Fargo  - Every year in the North Dakota State Division I era, as sure as the snow falls in the winter and melts in the spring, a coach in the Bison football program would clean out his office and head somewhere else. It’s just part of the deal at an FCS school.
The pay is decent, but it doesn’t compare to the FBS world, and when better offers come around, well, that’s life in coaching. If you’re Reggie Moore and you’ve been at NDSU for four years and UCLA gives you a call after the 2007 season, it’s a no-brainer.
If you’re Scottie Hazelton and, as a defensive coordinator, you just helped the Bison to their first FCS national title in 2011 – and USC knocks on your proverbial door – it’s pretty hard to say no.
So when the Bison won their fourth straight championship in January, it would have been no surprise if head coach Chris Klieman would have had to conduct a job interview or two to replace an assistant.

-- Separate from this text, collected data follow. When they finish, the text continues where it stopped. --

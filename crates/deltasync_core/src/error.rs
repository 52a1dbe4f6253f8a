//! Error types for deltasync core.

use crate::types::Timestamp;
use std::io;
use thiserror::Error;

/// Result type for core operations.
pub type CoreResult<T> = Result<T, CoreError>;

/// Errors that can occur in deltasync core operations.
#[derive(Debug, Error)]
pub enum CoreError {
    /// Storage backend error. The unit of work has been rolled back.
    #[error("storage error: {0}")]
    Storage(#[from] deltasync_storage::StorageError),

    /// I/O error while loading configuration.
    #[error("I/O error: {0}")]
    Io(#[from] io::Error),

    /// A request named a table that was never registered.
    #[error("unknown table: {name}")]
    UnknownTable {
        /// Name from the request.
        name: String,
    },

    /// A request or one of its rows does not have the expected shape.
    #[error("malformed request: {message}")]
    MalformedRequest {
        /// Description of the problem.
        message: String,
    },

    /// A table registration is not usable.
    #[error("invalid table {table}: {message}")]
    InvalidTable {
        /// The table being registered.
        table: String,
        /// Description of the problem.
        message: String,
    },

    /// A configured partition column has no value in the caller context.
    #[error("missing value for extra column {column}")]
    MissingExtra {
        /// The partition column.
        column: String,
    },

    /// The caller context carries a value for a column that is not a
    /// configured partition column.
    #[error("unexpected extra column {column}")]
    UnexpectedExtra {
        /// The unknown column.
        column: String,
    },

    /// The freshly drawn timestamp does not lie after the client's.
    #[error("timestamp {next} is not after client timestamp {last}")]
    TimestampNotAfter {
        /// Client's last known timestamp.
        last: Timestamp,
        /// Timestamp drawn for this exchange.
        next: Timestamp,
    },

    /// Configuration could not be parsed.
    #[error("invalid configuration: {message}")]
    Config {
        /// Description of the problem.
        message: String,
    },

    /// Operation not permitted with the given arguments.
    #[error("invalid operation: {message}")]
    InvalidOperation {
        /// Description of why the operation is invalid.
        message: String,
    },
}

impl CoreError {
    /// Creates a malformed-request error.
    pub fn malformed(message: impl Into<String>) -> Self {
        Self::MalformedRequest {
            message: message.into(),
        }
    }

    /// Creates an invalid-table error.
    pub fn invalid_table(table: impl Into<String>, message: impl Into<String>) -> Self {
        Self::InvalidTable {
            table: table.into(),
            message: message.into(),
        }
    }

    /// Returns true if the caller of an exchange sent something wrong.
    pub fn is_client_error(&self) -> bool {
        matches!(
            self,
            CoreError::UnknownTable { .. }
                | CoreError::MalformedRequest { .. }
                | CoreError::MissingExtra { .. }
                | CoreError::UnexpectedExtra { .. }
                | CoreError::TimestampNotAfter { .. }
        )
    }

    /// Returns true if the exchange may succeed when retried unchanged.
    pub fn is_retryable(&self) -> bool {
        match self {
            CoreError::Storage(err) => err.is_retryable(),
            _ => false,
        }
    }
}
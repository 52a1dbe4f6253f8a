//! Core type definitions for deltasync.

use deltasync_storage::Value;
use serde::{Deserialize, Serialize};
use std::collections::BTreeMap;
use std::fmt;

/// Logical timestamp.
///
/// Positive values stamp live rows with the time of their last write.
/// Negative values mark tombstones: the magnitude is the deletion time.
/// Zero is never stored; it stands for "never synchronized".
pub type Timestamp = i64;

/// The start of time, presented by clients that never synchronized.
pub const EPOCH: Timestamp = 0;

/// Name of the reserved column carrying the signed timestamp.
pub const TIMESTAMP_COLUMN: &str = "timestamp";

/// Semantic column type.
///
/// Used for the payload contract and for generated table definitions.
/// Values themselves are not coerced.
#[derive(Debug, Clone, Copy, PartialEq, Eq, Hash, Serialize, Deserialize)]
#[serde(rename_all = "lowercase")]
pub enum ColumnType {
    /// Signed integer.
    Integer,
    /// Floating point number.
    Number,
    /// UTF-8 text.
    String,
    /// Boolean, stored as integer 0/1.
    Boolean,
    /// Raw bytes.
    Binary,
}

impl ColumnType {
    /// Returns the SQL type used in generated table definitions.
    pub fn sql_type(self) -> &'static str {
        match self {
            ColumnType::Integer | ColumnType::Boolean => "INTEGER",
            ColumnType::Number => "REAL",
            ColumnType::String => "TEXT",
            ColumnType::Binary => "BLOB",
        }
    }

    /// Returns the JSON-Schema fragment describing values of this type.
    pub fn json_schema(self) -> serde_json::Value {
        match self {
            ColumnType::Integer => serde_json::json!({ "type": "integer" }),
            ColumnType::Number => serde_json::json!({ "type": "number" }),
            ColumnType::String => serde_json::json!({ "type": "string" }),
            ColumnType::Boolean => serde_json::json!({ "type": "boolean" }),
            ColumnType::Binary => serde_json::json!({
                "type": "array",
                "items": { "type": "integer", "minimum": 0, "maximum": 255 }
            }),
        }
    }
}

impl fmt::Display for ColumnType {
    fn fmt(&self, f: &mut fmt::Formatter<'_>) -> fmt::Result {
        let name = match self {
            ColumnType::Integer => "integer",
            ColumnType::Number => "number",
            ColumnType::String => "string",
            ColumnType::Boolean => "boolean",
            ColumnType::Binary => "binary",
        };
        f.write_str(name)
    }
}

/// A named, typed column.
#[derive(Debug, Clone, PartialEq, Eq, Serialize, Deserialize)]
pub struct Column {
    /// Column name.
    pub name: String,
    /// Semantic type.
    #[serde(rename = "type")]
    pub ty: ColumnType,
}

impl Column {
    /// Creates a column.
    pub fn new(name: impl Into<String>, ty: ColumnType) -> Self {
        Self {
            name: name.into(),
            ty,
        }
    }

    /// Creates an integer column.
    pub fn integer(name: impl Into<String>) -> Self {
        Self::new(name, ColumnType::Integer)
    }

    /// Creates a number column.
    pub fn number(name: impl Into<String>) -> Self {
        Self::new(name, ColumnType::Number)
    }

    /// Creates a string column.
    pub fn string(name: impl Into<String>) -> Self {
        Self::new(name, ColumnType::String)
    }

    /// Creates a boolean column.
    pub fn boolean(name: impl Into<String>) -> Self {
        Self::new(name, ColumnType::Boolean)
    }

    /// Creates a binary column.
    pub fn binary(name: impl Into<String>) -> Self {
        Self::new(name, ColumnType::Binary)
    }
}

/// Partition values supplied by the caller context for one exchange.
///
/// Every configured extra column needs a value here. Rows written under
/// one set of values are invisible to exchanges carrying another.
#[derive(Debug, Clone, Default, PartialEq)]
pub struct Extras {
    values: BTreeMap<String, Value>,
}

impl Extras {
    /// Creates an empty set of partition values.
    #[must_use]
    pub fn new() -> Self {
        Self::default()
    }

    /// Adds a partition value.
    #[must_use]
    pub fn with(mut self, column: impl Into<String>, value: impl Into<Value>) -> Self {
        self.insert(column, value);
        self
    }

    /// Sets a partition value, replacing any previous one.
    pub fn insert(&mut self, column: impl Into<String>, value: impl Into<Value>) {
        self.values.insert(column.into(), value.into());
    }

    /// Returns the value for a column.
    pub fn get(&self, column: &str) -> Option<&Value> {
        self.values.get(column)
    }

    /// Iterates over column names in sorted order.
    pub fn columns(&self) -> impl Iterator<Item = &str> {
        self.values.keys().map(String::as_str)
    }

    /// Returns the number of values.
    pub fn len(&self) -> usize {
        self.values.len()
    }

    /// Returns true if no values are set.
    pub fn is_empty(&self) -> bool {
        self.values.is_empty()
    }
}

#[cfg(test)]
mod tests {
    use super::*;

    #[test]
    fn column_serde_uses_type_key() {
        let column: Column = serde_json::from_str(r#"{"name":"id","type":"integer"}"#).unwrap();
        assert_eq!(column, Column::integer("id"));
        assert_eq!(
            serde_json::to_string(&Column::string("name")).unwrap(),
            r#"{"name":"name","type":"string"}"#
        );
    }

    #[test]
    fn column_type_mappings() {
        assert_eq!(ColumnType::Boolean.sql_type(), "INTEGER");
        assert_eq!(ColumnType::Number.sql_type(), "REAL");
        assert_eq!(
            ColumnType::String.json_schema(),
            serde_json::json!({ "type": "string" })
        );
        assert_eq!(ColumnType::Binary.to_string(), "binary");
    }

    #[test]
    fn extras_builder() {
        let extras = Extras::new().with("user", 7).with("org", "acme");
        assert_eq!(extras.len(), 2);
        assert_eq!(extras.get("user"), Some(&Value::Integer(7)));
        assert_eq!(extras.columns().collect::<Vec<_>>(), vec!["org", "user"]);
        assert!(Extras::new().is_empty());
    }
}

He never had to do it.
For the first time in spring football in the Division I era, NDSU is not breaking in a new coach.
“Is it really?” Klieman asked.
Really. Moreover, the no turnover comes one year after the biggest year of turnover – when head coach Craig Bohl took six assistants with him to the University of Wyoming.
Part of the reason is probably a change of philosophy in hiring assistants, something Bohl started about four years ago. Instead of trying to find experienced FBS assistants, the Bison stayed closer to home with the likes of hiring defensive line coach Nick Goeser from Minnesota-Duluth, Klieman from Northern Iowa and Tim Polasek from Wisconsin-Stevens Point.
Klieman continued that trend by hiring defensive backs coach Joel Klanderman from Minnesota State-Mankato, wide receivers coach Atif Austin with experience at UNI and Southwest Minnesota State, defensive ends coach Jamar Cain from Wyoming and previously Missouri State, and defensive coordinator Matt Entz from Western Illinois. Klieman really was home cooking with fullbacks/tight ends coach Tyler Roehl and quarterbacks coach Randy Hedberg. Roehl, a West Fargo High School graduate and former Bison standout, was coaching at Moorhead High. Hedberg has several North Dakota ties from high school into college.
“Midwest ties, Missouri Valley ties, and guys that genuinely want to be here,” Klieman said. “It’s no different in recruiting a player and recruiting a coach. If you have to convince a guy to come here, they probably aren’t going to last. These guys that really wanted to be here have enjoyed their experience in the first year.”
Winning certainly helps. The Bison went 15-1 last season. And nobody leaving helps in recruiting – both from a staff standpoint and a prospect standpoint.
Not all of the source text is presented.